I recommended that we remove and biopsy the mass on the back, and try to remove (and biopsy) the mass on the foot. Removing the mass on the back would be easy. There is a lot of skin in that area, and pulling the skin defect together with a few stitches would be no problem. The foot would be more of a challenge.

There’s no extra skin on the foot, so removal of skin in the foot area often leads to a defect that can be difficult to close. In Mack’s case, we didn’t have much of a choice. If unaddressed, this mass would continue to grow and become infected.

Removing the mass around the dewclaw wasn’t that bad. Surprisingly, I was able to pull the skin and close the defect without much tension on the skin. The foot paw itself was another matter. The mass was pretty infiltrative, and by the time I managed to get it all out, I was left with a large defect that would be a challenge to close.

The only way I could conceivably close this was to cut the webbing between toe #1 and toe #2, and then wrap the skin around each toe and suture it closed.

I was then able to wrap the remaining piece of skin around both toes #3 and 4, fusing them together. We then bandaged the foot and kept Mack hospitalized for a few days in our facility, so that we could change the bandage regularly and watch the foot.

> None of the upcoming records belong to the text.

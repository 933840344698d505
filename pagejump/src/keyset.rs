//! Keyset predicate generation.
//!
//! For sort keys `k1..kn` with directions `d1..dn`, "row strictly follows
//! anchor" is:
//!
//! ```text
//!    (k1 > a1)
//! OR (k1 = a1 AND k2 > a2)
//! OR (k1 = a1 AND k2 = a2 AND k3 > a3)
//! ...
//! ```
//!
//! where `>` becomes `<` for every descending key. This is the standard
//! seek-method comparison (see <https://use-the-index-luke.com/no-offset>),
//! written out as disjunctions because document stores have no row-value
//! comparison. "Before" fetches flip every direction with
//! [`reverse_sort`] and reuse the same builder.

use serde_json::Value;

use crate::filter::{CompoundFilter, Document, Filter, FilterExpr, LogicalOp, Operator};
use crate::sort::{SortDir, SortField, SortSpec, reverse_sort};

/// Keyset pagination predicate.
#[derive(Debug, Clone, PartialEq)]
pub struct KeysetPredicate {
    /// The sort fields and their directions.
    pub sort_fields: Vec<SortField>,
    /// The anchor value for each field, in the same order.
    pub anchor_values: Vec<Value>,
}

impl KeysetPredicate {
    /// Rows strictly after `anchor` under `sort`.
    ///
    /// Returns `None` for an empty sort. Anchor keys missing from the
    /// document are treated as `null`.
    #[must_use]
    pub fn after(sort: &SortSpec, anchor: &Document) -> Option<Self> {
        if sort.is_empty() {
            return None;
        }

        let anchor_values = sort
            .fields()
            .iter()
            .map(|f| anchor.get(&f.field).cloned().unwrap_or(Value::Null))
            .collect();

        Some(Self {
            sort_fields: sort.fields().to_vec(),
            anchor_values,
        })
    }

    /// Rows strictly before `anchor` under `sort`.
    ///
    /// Equivalent to [`after`](Self::after) under the reversed sort; the
    /// store must then be queried with the reversed sort too.
    #[must_use]
    pub fn before(sort: &SortSpec, anchor: &Document) -> Option<Self> {
        Self::after(&reverse_sort(sort), anchor)
    }

    /// Convert to a filter expression.
    ///
    /// A single key yields one simple comparison; more keys yield an OR of
    /// ANDs as described in the module docs.
    #[must_use]
    pub fn to_filter_expr(&self) -> FilterExpr {
        let mut or_conditions: Vec<FilterExpr> = Vec::with_capacity(self.sort_fields.len());

        for (i, (sort, value)) in self.sort_fields.iter().zip(&self.anchor_values).enumerate() {
            // Equality on every preceding key, then the strict comparison
            let mut and_conditions: Vec<FilterExpr> = self
                .sort_fields
                .iter()
                .zip(&self.anchor_values)
                .take(i)
                .map(|(prev, prev_value)| {
                    FilterExpr::Simple(Filter::new(
                        prev.field.clone(),
                        Operator::Eq,
                        prev_value.clone(),
                    ))
                })
                .collect();

            and_conditions.push(FilterExpr::Simple(Filter::new(
                sort.field.clone(),
                strict_operator(sort.dir),
                value.clone(),
            )));

            or_conditions.push(collapse(LogicalOp::And, and_conditions));
        }

        collapse(LogicalOp::Or, or_conditions)
    }

    /// Render as a Mongo-style filter document.
    #[must_use]
    pub fn to_document(&self) -> Value {
        self.to_filter_expr().to_document()
    }
}

const fn strict_operator(dir: SortDir) -> Operator {
    match dir {
        SortDir::Asc => Operator::Gt,
        SortDir::Desc => Operator::Lt,
    }
}

fn collapse(op: LogicalOp, mut filters: Vec<FilterExpr>) -> FilterExpr {
    if filters.len() == 1
        && let Some(only) = filters.pop()
    {
        return only;
    }
    FilterExpr::Compound(CompoundFilter { op, filters })
}

/// Build the "strictly after `anchor`" predicate document for `sort`.
#[must_use]
pub fn anchor_predicate(sort: &SortSpec, anchor: &Document) -> Option<Value> {
    KeysetPredicate::after(sort, anchor).map(|p| p.to_document())
}

#[cfg(test)]
mod tests {
    use super::*;
    use serde_json::json;

    fn doc(value: Value) -> Document {
        value.as_object().cloned().unwrap()
    }

    #[test]
    fn test_keyset_single_asc() {
        let sort = SortSpec::new().asc("_id");
        let predicate = anchor_predicate(&sort, &doc(json!({"_id": 100}))).unwrap();
        assert_eq!(predicate, json!({"_id": {"$gt": 100}}));
    }

    #[test]
    fn test_keyset_single_desc() {
        let sort = SortSpec::new().desc("createdAt");
        let predicate = anchor_predicate(&sort, &doc(json!({"createdAt": "2024-01-01"}))).unwrap();
        assert_eq!(predicate, json!({"createdAt": {"$lt": "2024-01-01"}}));
    }

    #[test]
    fn test_keyset_before_flips_operator() {
        let sort = SortSpec::new().asc("_id");
        let predicate = KeysetPredicate::before(&sort, &doc(json!({"_id": 100})))
            .unwrap()
            .to_document();
        assert_eq!(predicate, json!({"_id": {"$lt": 100}}));
    }

    #[test]
    fn test_keyset_multi_field_mixed_directions() {
        let sort = SortSpec::new().desc("createdAt").asc("_id");
        let anchor = doc(json!({"createdAt": "2024-01-01", "_id": 100}));
        let predicate = anchor_predicate(&sort, &anchor).unwrap();

        insta::assert_snapshot!(
            predicate.to_string(),
            @r#"{"$or":[{"createdAt":{"$lt":"2024-01-01"}},{"createdAt":"2024-01-01","_id":{"$gt":100}}]}"#
        );
    }

    #[test]
    fn test_keyset_three_fields() {
        let sort = SortSpec::new().asc("a").asc("b").desc("c");
        let anchor = doc(json!({"a": 1, "b": 2, "c": 3}));
        let expr = KeysetPredicate::after(&sort, &anchor).unwrap().to_filter_expr();

        let FilterExpr::Compound(compound) = expr else {
            panic!("expected compound OR");
        };
        assert_eq!(compound.op, LogicalOp::Or);
        assert_eq!(compound.filters.len(), 3);
        assert!(matches!(compound.filters[0], FilterExpr::Simple(_)));
        assert!(matches!(
            &compound.filters[2],
            FilterExpr::Compound(and) if and.op == LogicalOp::And && and.filters.len() == 3
        ));

        insta::assert_snapshot!(
            compound_doc(&sort, &anchor),
            @r#"{"$or":[{"a":{"$gt":1}},{"a":1,"b":{"$gt":2}},{"a":1,"b":2,"c":{"$lt":3}}]}"#
        );
    }

    fn compound_doc(sort: &SortSpec, anchor: &Document) -> String {
        anchor_predicate(sort, anchor).unwrap().to_string()
    }

    #[test]
    fn test_keyset_missing_anchor_field_uses_null() {
        let sort = SortSpec::new().asc("name");
        let predicate = anchor_predicate(&sort, &doc(json!({"_id": 1}))).unwrap();
        assert_eq!(predicate, json!({"name": {"$gt": null}}));
    }

    #[test]
    fn test_keyset_with_empty_sort() {
        assert!(KeysetPredicate::after(&SortSpec::new(), &doc(json!({"_id": 1}))).is_none());
    }

    #[test]
    fn test_predicate_selects_exactly_following_rows() {
        let sort = SortSpec::new().desc("score").asc("_id");
        let rows: Vec<Document> = [
            json!({"_id": 1, "score": 9}),
            json!({"_id": 4, "score": 7}),
            json!({"_id": 2, "score": 7}),
            json!({"_id": 3, "score": 5}),
        ]
        .into_iter()
        .map(doc)
        .collect();

        let anchor = doc(json!({"score": 7, "_id": 2}));
        let expr = KeysetPredicate::after(&sort, &anchor).unwrap().to_filter_expr();
        let ids: Vec<i64> = rows
            .iter()
            .filter(|r| expr.matches(r))
            .map(|r| r["_id"].as_i64().unwrap())
            .collect();
        assert_eq!(ids, [4, 3]);

        let before = KeysetPredicate::before(&sort, &anchor).unwrap().to_filter_expr();
        let ids: Vec<i64> = rows
            .iter()
            .filter(|r| before.matches(r))
            .map(|r| r["_id"].as_i64().unwrap())
            .collect();
        assert_eq!(ids, [1]);
    }
}
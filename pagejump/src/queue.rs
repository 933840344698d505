//! Admission-controlled executor for count queries.
//!
//! At most `concurrency` tasks run at once; the rest wait in a FIFO list of
//! at most `max_queue_size` entries. Waiting and running are each bounded by
//! `timeout`. A running task that times out is detached, not cancelled: the
//! caller gets [`QueueError::ExecutionTimeout`] and its slot is released,
//! while the spawned work finishes on its own.

use std::collections::VecDeque;
use std::future::Future;
use std::num::NonZeroUsize;
use std::time::Duration;

use parking_lot::Mutex;
use serde::{Deserialize, Serialize};
use thiserror::Error;
use tokio::sync::oneshot;
use tokio::time::Instant;
use tracing::{debug, warn};

/// Default maximum number of waiting tasks.
pub const DEFAULT_MAX_QUEUE_SIZE: usize = 10_000;

/// Default wait and execution timeout (60s).
pub const DEFAULT_QUEUE_TIMEOUT_MS: u64 = 60_000;

/// Available parallelism clamped to `[4, 16]`.
#[must_use]
pub fn default_concurrency() -> usize {
    std::thread::available_parallelism()
        .map_or(4, NonZeroUsize::get)
        .clamp(4, 16)
}

/// Queue limits.
#[derive(Debug, Clone, PartialEq, Eq, Serialize, Deserialize)]
#[serde(default)]
pub struct QueueConfig {
    /// Maximum number of tasks running at once.
    pub concurrency: usize,
    /// Maximum number of tasks waiting for a slot.
    pub max_queue_size: usize,
    /// Bound applied separately to the wait and to the run.
    pub timeout_ms: u64,
}

impl Default for QueueConfig {
    fn default() -> Self {
        Self {
            concurrency: default_concurrency(),
            max_queue_size: DEFAULT_MAX_QUEUE_SIZE,
            timeout_ms: DEFAULT_QUEUE_TIMEOUT_MS,
        }
    }
}

impl QueueConfig {
    /// `timeout_ms` as a [`Duration`].
    #[must_use]
    pub const fn timeout(&self) -> Duration {
        Duration::from_millis(self.timeout_ms)
    }
}

/// Why a task was not run to completion for its caller.
#[derive(Debug, Clone, Copy, PartialEq, Eq, Error)]
#[non_exhaustive]
pub enum QueueError {
    /// The wait list was full; the task was never queued.
    #[error("count queue is full ({max_queue_size} waiting)")]
    QueueFull {
        /// Configured wait-list bound.
        max_queue_size: usize,
    },
    /// The task waited longer than the timeout for a slot.
    #[error("timed out after {0:?} waiting for a count slot")]
    WaitTimeout(Duration),
    /// The task ran longer than the timeout.
    #[error("count did not finish within {0:?}")]
    ExecutionTimeout(Duration),
    /// The spawned task panicked or was cancelled by the runtime.
    #[error("count task aborted")]
    Aborted,
}

impl QueueError {
    /// Stable machine-readable error code.
    #[must_use]
    pub const fn code(&self) -> &'static str {
        match self {
            Self::QueueFull { .. } => "QUEUE_FULL",
            Self::WaitTimeout(_) => "QUEUE_TIMEOUT",
            Self::ExecutionTimeout(_) => "EXECUTION_TIMEOUT",
            Self::Aborted => "QUEUE_ABORTED",
        }
    }

    /// Lower-case tag used in soft-failure records.
    #[must_use]
    pub const fn reason(&self) -> &'static str {
        match self {
            Self::QueueFull { .. } => "queue_full",
            Self::WaitTimeout(_) => "queue_timeout",
            Self::ExecutionTimeout(_) => "execution_timeout",
            Self::Aborted => "queue_aborted",
        }
    }
}

/// Snapshot of queue counters.
#[derive(Debug, Clone, Copy, Default, PartialEq, Eq)]
pub struct QueueStats {
    /// Tasks that ran to completion.
    pub executed: u64,
    /// Tasks that had to wait for a slot.
    pub queued: u64,
    /// Wait and execution timeouts.
    pub timeouts: u64,
    /// Tasks rejected because the wait list was full.
    pub rejected: u64,
    /// Tasks holding a slot right now.
    pub running: usize,
    /// Tasks waiting right now.
    pub queued_now: usize,
    /// Mean time from submission to admission.
    pub avg_wait: Duration,
    /// Longest time from submission to admission.
    pub max_wait: Duration,
}

struct Waiter {
    id: u64,
    tx: oneshot::Sender<()>,
}

#[derive(Default)]
struct State {
    running: usize,
    waiters: VecDeque<Waiter>,
    next_id: u64,
    executed: u64,
    queued: u64,
    timeouts: u64,
    rejected: u64,
    admitted: u64,
    total_wait: Duration,
    max_wait: Duration,
}

impl State {
    fn record_wait(&mut self, wait: Duration) {
        self.admitted += 1;
        self.total_wait += wait;
        self.max_wait = self.max_wait.max(wait);
    }

    /// Hand the slot to the next live waiter, or free it.
    fn release(&mut self) {
        while let Some(waiter) = self.waiters.pop_front() {
            if waiter.tx.send(()).is_ok() {
                return;
            }
        }
        self.running = self.running.saturating_sub(1);
    }
}

/// Bounded-concurrency, timeout-protected executor.
///
/// Owned by one engine; independent instances share nothing.
pub struct BoundedCountQueue {
    config: QueueConfig,
    state: Mutex<State>,
}

impl std::fmt::Debug for BoundedCountQueue {
    fn fmt(&self, f: &mut std::fmt::Formatter<'_>) -> std::fmt::Result {
        f.debug_struct("BoundedCountQueue")
            .field("config", &self.config)
            .field("stats", &self.stats())
            .finish()
    }
}

impl Default for BoundedCountQueue {
    fn default() -> Self {
        Self::new(QueueConfig::default())
    }
}

impl BoundedCountQueue {
    /// Create a queue. A concurrency of zero is treated as one.
    #[must_use]
    pub fn new(mut config: QueueConfig) -> Self {
        config.concurrency = config.concurrency.max(1);
        Self {
            config,
            state: Mutex::new(State::default()),
        }
    }

    /// The effective configuration.
    #[must_use]
    pub const fn config(&self) -> &QueueConfig {
        &self.config
    }

    /// Current counters.
    #[must_use]
    pub fn stats(&self) -> QueueStats {
        let state = self.state.lock();
        let avg_wait = u32::try_from(state.admitted)
            .ok()
            .filter(|n| *n > 0)
            .map_or(Duration::ZERO, |n| state.total_wait / n);
        QueueStats {
            executed: state.executed,
            queued: state.queued,
            timeouts: state.timeouts,
            rejected: state.rejected,
            running: state.running,
            queued_now: state.waiters.len(),
            avg_wait,
            max_wait: state.max_wait,
        }
    }

    /// Run `task` once a slot is free.
    ///
    /// The task is spawned on the tokio runtime so that an execution timeout
    /// can release the caller without cancelling the work.
    pub async fn execute<F, T>(&self, task: F) -> Result<T, QueueError>
    where
        F: Future<Output = T> + Send + 'static,
        T: Send + 'static,
    {
        let _slot = self.acquire().await?;
        let timeout = self.config.timeout();

        match tokio::time::timeout(timeout, tokio::spawn(task)).await {
            Ok(Ok(value)) => {
                self.state.lock().executed += 1;
                Ok(value)
            }
            Ok(Err(err)) => {
                warn!(error = %err, "count task aborted");
                Err(QueueError::Aborted)
            }
            Err(_) => {
                self.state.lock().timeouts += 1;
                warn!(timeout_ms = self.config.timeout_ms, "count exceeded execution timeout; detaching");
                Err(QueueError::ExecutionTimeout(timeout))
            }
        }
    }

    async fn acquire(&self) -> Result<Slot<'_>, QueueError> {
        let (id, rx) = {
            let mut state = self.state.lock();
            if state.running < self.config.concurrency && state.waiters.is_empty() {
                state.running += 1;
                state.record_wait(Duration::ZERO);
                return Ok(Slot { queue: self });
            }
            if state.waiters.len() >= self.config.max_queue_size {
                state.rejected += 1;
                debug!(max_queue_size = self.config.max_queue_size, "count queue full");
                return Err(QueueError::QueueFull {
                    max_queue_size: self.config.max_queue_size,
                });
            }
            let id = state.next_id;
            state.next_id += 1;
            state.queued += 1;
            let (tx, rx) = oneshot::channel();
            state.waiters.push_back(Waiter { id, tx });
            (id, rx)
        };

        let enqueued_at = Instant::now();
        let mut pending = Pending {
            queue: self,
            id,
            rx,
            armed: true,
        };
        let timeout = self.config.timeout();

        let waited = tokio::time::timeout(timeout, &mut pending.rx).await;
        match waited {
            Ok(Ok(())) => {
                pending.disarm();
                self.state.lock().record_wait(enqueued_at.elapsed());
                Ok(Slot { queue: self })
            }
            // The sender lives in our own state and is only consumed by a send.
            Ok(Err(_)) => Err(QueueError::Aborted),
            Err(_) => {
                self.state.lock().timeouts += 1;
                debug!(timeout_ms = self.config.timeout_ms, "count wait timed out");
                Err(QueueError::WaitTimeout(timeout))
            }
        }
    }
}

/// A held concurrency slot. Dropping it admits the next waiter.
struct Slot<'a> {
    queue: &'a BoundedCountQueue,
}

impl Drop for Slot<'_> {
    fn drop(&mut self) {
        self.queue.state.lock().release();
    }
}

/// A queued waiter that has not yet taken its slot.
///
/// If dropped while armed, either removes itself from the wait list or, if
/// a slot was already handed over, passes that slot on.
struct Pending<'a> {
    queue: &'a BoundedCountQueue,
    id: u64,
    rx: oneshot::Receiver<()>,
    armed: bool,
}

impl Pending<'_> {
    fn disarm(mut self) {
        self.armed = false;
    }
}

impl Drop for Pending<'_> {
    fn drop(&mut self) {
        if !self.armed {
            return;
        }
        let mut state = self.queue.state.lock();
        if let Some(pos) = state.waiters.iter().position(|w| w.id == self.id) {
            state.waiters.remove(pos);
        } else if self.rx.try_recv().is_ok() {
            state.release();
        }
    }
}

Unfortunately, the biopsy came back as a mast cell tumor. These are mysterious tumors that occasionally arise in feline skin and are almost always benign. Removal is recommended, because they do have the theoretical potential to spread to internal organs like the spleen and the gastrointestinal tract. Mack’s mast cell tumor was different, though. His was a malignant mast cell tumor, and it had already spread to other parts of his body. In fact, the piece of tissue from his foot was identical, under the microscope, to the piece from the middle of the back. They were the same tumor, in different parts of the body, indicating metastasis (i.e. spreading).

Although euthanasia would be justified, especially in a case like Mack’s, where chemotherapy and regular checkups and monitoring wouldn’t be possible due to his feral nature, Mrs. B agreed to take Mack home, keep him in a cage so that he wouldn’t disappear for weeks at a time, and bring him back for us to check on his foot. I fully expected the foot to look terrible at the next visit, because I could not remove the entire tumor, and I expected it to grow back. To my surprise, the foot looked great!

The sutured toes were healing. Only the middle toe hadn’t healed.

I didn’t think it would, because it looked like the open area of the toe was infiltrated with tumor tissue, but at the next visit, you can see that it healed even further.

But, more trouble was in store for Mack. Stay tuned.


  1. One of my cats, Lucinda, had a mast cell tumor above her left eye in January of this year. But it started out 4 years ago as, what appeared to be a bug bite. Very tiny but she scratched it so I took her to the vet. It stayed 'bite size' until this past January when it grew bigger quickly. My vet removed it, sent it to The University of Tennessee, (I live in TN) and they were able to tell us what it was. I was told that these type of tumors are common in dogs but not so common in cats. So every week, I do a full body check on her to make sure nothing is hiding under all her fur! I took pictures of it, I felt sorry for her but I called her "Franken-kitty anyway!

  2. That is really cool! You really should add "feline plastic surgeon specialist" next to your name. Too bad I missed that surgery...Miss you all!